Records from a data collection:
▬▬▬

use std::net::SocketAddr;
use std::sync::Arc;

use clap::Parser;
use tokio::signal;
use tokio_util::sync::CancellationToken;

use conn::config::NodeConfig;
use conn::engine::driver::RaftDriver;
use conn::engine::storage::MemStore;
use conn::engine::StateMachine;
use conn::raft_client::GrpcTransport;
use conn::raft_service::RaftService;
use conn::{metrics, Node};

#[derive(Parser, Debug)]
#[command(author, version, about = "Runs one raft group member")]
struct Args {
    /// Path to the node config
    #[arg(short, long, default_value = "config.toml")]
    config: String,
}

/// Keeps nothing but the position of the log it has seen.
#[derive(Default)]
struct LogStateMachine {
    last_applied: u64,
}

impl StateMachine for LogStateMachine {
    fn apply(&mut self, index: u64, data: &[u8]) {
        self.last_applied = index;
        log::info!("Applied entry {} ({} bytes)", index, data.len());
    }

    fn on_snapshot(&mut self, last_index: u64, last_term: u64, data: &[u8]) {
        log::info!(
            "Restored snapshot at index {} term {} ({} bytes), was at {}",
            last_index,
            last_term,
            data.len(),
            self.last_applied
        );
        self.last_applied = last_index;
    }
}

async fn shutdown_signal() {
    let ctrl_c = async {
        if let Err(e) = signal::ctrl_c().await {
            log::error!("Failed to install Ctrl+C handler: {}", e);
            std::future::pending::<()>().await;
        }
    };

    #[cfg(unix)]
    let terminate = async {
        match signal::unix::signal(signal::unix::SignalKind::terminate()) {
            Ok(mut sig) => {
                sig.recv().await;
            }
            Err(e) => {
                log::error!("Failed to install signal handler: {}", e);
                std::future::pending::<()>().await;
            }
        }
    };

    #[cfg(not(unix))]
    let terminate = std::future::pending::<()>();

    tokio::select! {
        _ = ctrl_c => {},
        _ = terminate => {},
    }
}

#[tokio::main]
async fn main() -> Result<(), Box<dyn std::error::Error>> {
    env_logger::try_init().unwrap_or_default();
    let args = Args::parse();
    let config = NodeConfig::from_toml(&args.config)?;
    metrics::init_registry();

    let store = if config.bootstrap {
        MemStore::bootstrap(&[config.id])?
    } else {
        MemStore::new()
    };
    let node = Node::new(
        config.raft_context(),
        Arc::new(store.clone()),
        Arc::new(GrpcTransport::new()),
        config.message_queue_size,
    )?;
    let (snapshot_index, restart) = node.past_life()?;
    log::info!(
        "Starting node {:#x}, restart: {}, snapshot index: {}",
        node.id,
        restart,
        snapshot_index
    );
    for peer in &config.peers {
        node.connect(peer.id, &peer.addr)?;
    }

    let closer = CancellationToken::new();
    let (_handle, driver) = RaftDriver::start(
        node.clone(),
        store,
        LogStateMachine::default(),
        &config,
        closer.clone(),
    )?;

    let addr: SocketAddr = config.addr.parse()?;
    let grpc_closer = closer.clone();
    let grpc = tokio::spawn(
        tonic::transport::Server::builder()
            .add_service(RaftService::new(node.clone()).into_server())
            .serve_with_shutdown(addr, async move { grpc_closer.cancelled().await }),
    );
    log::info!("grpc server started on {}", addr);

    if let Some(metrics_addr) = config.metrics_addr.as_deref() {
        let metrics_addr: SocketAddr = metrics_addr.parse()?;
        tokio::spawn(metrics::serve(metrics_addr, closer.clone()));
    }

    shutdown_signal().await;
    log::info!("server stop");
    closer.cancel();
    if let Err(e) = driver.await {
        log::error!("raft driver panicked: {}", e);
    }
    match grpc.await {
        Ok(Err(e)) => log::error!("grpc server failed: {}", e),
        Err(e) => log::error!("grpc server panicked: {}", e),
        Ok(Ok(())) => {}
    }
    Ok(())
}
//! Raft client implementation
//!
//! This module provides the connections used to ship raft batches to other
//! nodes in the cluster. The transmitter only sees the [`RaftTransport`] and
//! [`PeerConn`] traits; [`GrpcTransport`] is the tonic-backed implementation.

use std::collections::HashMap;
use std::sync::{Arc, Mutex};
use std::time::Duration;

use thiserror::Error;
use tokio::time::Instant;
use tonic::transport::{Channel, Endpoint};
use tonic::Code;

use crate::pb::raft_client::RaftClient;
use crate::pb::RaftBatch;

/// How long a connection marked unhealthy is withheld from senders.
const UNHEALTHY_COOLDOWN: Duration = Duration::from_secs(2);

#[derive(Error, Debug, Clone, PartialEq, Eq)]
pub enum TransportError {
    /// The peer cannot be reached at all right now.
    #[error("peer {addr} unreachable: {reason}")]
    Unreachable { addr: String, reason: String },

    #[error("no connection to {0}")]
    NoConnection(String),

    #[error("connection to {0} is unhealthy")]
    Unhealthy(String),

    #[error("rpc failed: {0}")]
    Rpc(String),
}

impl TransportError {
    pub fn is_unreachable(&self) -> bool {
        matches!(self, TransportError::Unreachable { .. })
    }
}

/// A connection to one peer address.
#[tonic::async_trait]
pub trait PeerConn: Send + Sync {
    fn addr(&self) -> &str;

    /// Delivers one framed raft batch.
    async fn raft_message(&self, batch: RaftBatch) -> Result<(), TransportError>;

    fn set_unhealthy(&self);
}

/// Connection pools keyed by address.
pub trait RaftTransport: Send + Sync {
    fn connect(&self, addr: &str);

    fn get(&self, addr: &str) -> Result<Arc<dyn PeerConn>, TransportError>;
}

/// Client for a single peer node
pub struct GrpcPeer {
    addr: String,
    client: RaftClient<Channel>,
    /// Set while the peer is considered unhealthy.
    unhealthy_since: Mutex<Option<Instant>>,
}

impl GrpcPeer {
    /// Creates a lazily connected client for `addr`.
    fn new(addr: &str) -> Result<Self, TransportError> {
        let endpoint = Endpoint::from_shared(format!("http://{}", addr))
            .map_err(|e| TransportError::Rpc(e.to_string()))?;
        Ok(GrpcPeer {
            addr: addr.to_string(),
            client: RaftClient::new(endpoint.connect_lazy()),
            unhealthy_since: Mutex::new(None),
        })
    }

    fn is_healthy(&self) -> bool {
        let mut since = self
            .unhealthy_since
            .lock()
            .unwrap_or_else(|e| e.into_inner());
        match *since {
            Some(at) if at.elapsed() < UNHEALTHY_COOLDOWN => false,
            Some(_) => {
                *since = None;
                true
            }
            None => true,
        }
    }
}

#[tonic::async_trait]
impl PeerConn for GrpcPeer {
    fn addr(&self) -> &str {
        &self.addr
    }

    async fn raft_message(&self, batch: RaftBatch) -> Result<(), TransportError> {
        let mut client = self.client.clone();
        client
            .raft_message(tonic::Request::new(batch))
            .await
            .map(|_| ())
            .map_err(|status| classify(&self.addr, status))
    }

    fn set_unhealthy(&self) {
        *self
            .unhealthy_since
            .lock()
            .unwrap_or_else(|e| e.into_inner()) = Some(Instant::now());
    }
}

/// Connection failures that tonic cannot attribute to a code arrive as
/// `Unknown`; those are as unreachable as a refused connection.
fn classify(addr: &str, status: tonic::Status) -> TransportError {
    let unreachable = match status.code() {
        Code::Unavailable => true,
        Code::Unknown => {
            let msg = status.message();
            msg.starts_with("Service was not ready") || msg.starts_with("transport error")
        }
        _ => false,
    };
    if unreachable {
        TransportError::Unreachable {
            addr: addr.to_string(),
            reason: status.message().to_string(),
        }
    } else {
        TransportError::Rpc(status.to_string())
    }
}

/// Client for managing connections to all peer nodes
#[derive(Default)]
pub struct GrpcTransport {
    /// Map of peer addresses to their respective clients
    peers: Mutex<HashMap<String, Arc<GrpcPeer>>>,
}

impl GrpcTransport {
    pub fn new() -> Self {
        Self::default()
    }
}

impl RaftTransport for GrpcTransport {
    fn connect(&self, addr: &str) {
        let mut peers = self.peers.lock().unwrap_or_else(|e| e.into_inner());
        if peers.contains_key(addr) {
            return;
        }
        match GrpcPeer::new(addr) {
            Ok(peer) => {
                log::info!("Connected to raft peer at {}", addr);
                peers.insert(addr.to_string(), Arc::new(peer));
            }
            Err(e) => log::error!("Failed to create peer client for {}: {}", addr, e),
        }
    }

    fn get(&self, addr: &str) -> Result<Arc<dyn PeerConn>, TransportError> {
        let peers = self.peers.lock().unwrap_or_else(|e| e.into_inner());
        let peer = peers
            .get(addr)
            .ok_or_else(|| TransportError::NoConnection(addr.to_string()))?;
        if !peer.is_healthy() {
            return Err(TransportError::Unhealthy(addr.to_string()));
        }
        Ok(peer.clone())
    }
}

▬▬▬

● **About this task**
As the answer, set down only the lines from the data above between the one holding "single peer node" and the one holding "let mut since = self", inclusive, exactly as they read.

● **Exercise response**
/// Client for a single peer node
pub struct GrpcPeer {
    addr: String,
    client: RaftClient<Channel>,
    /// Set while the peer is considered unhealthy.
    unhealthy_since: Mutex<Option<Instant>>,
}

impl GrpcPeer {
    /// Creates a lazily connected client for `addr`.
    fn new(addr: &str) -> Result<Self, TransportError> {
        let endpoint = Endpoint::from_shared(format!("http://{}", addr))
            .map_err(|e| TransportError::Rpc(e.to_string()))?;
        Ok(GrpcPeer {
            addr: addr.to_string(),
            client: RaftClient::new(endpoint.connect_lazy()),
            unhealthy_since: Mutex::new(None),
        })
    }

    fn is_healthy(&self) -> bool {
        let mut since = self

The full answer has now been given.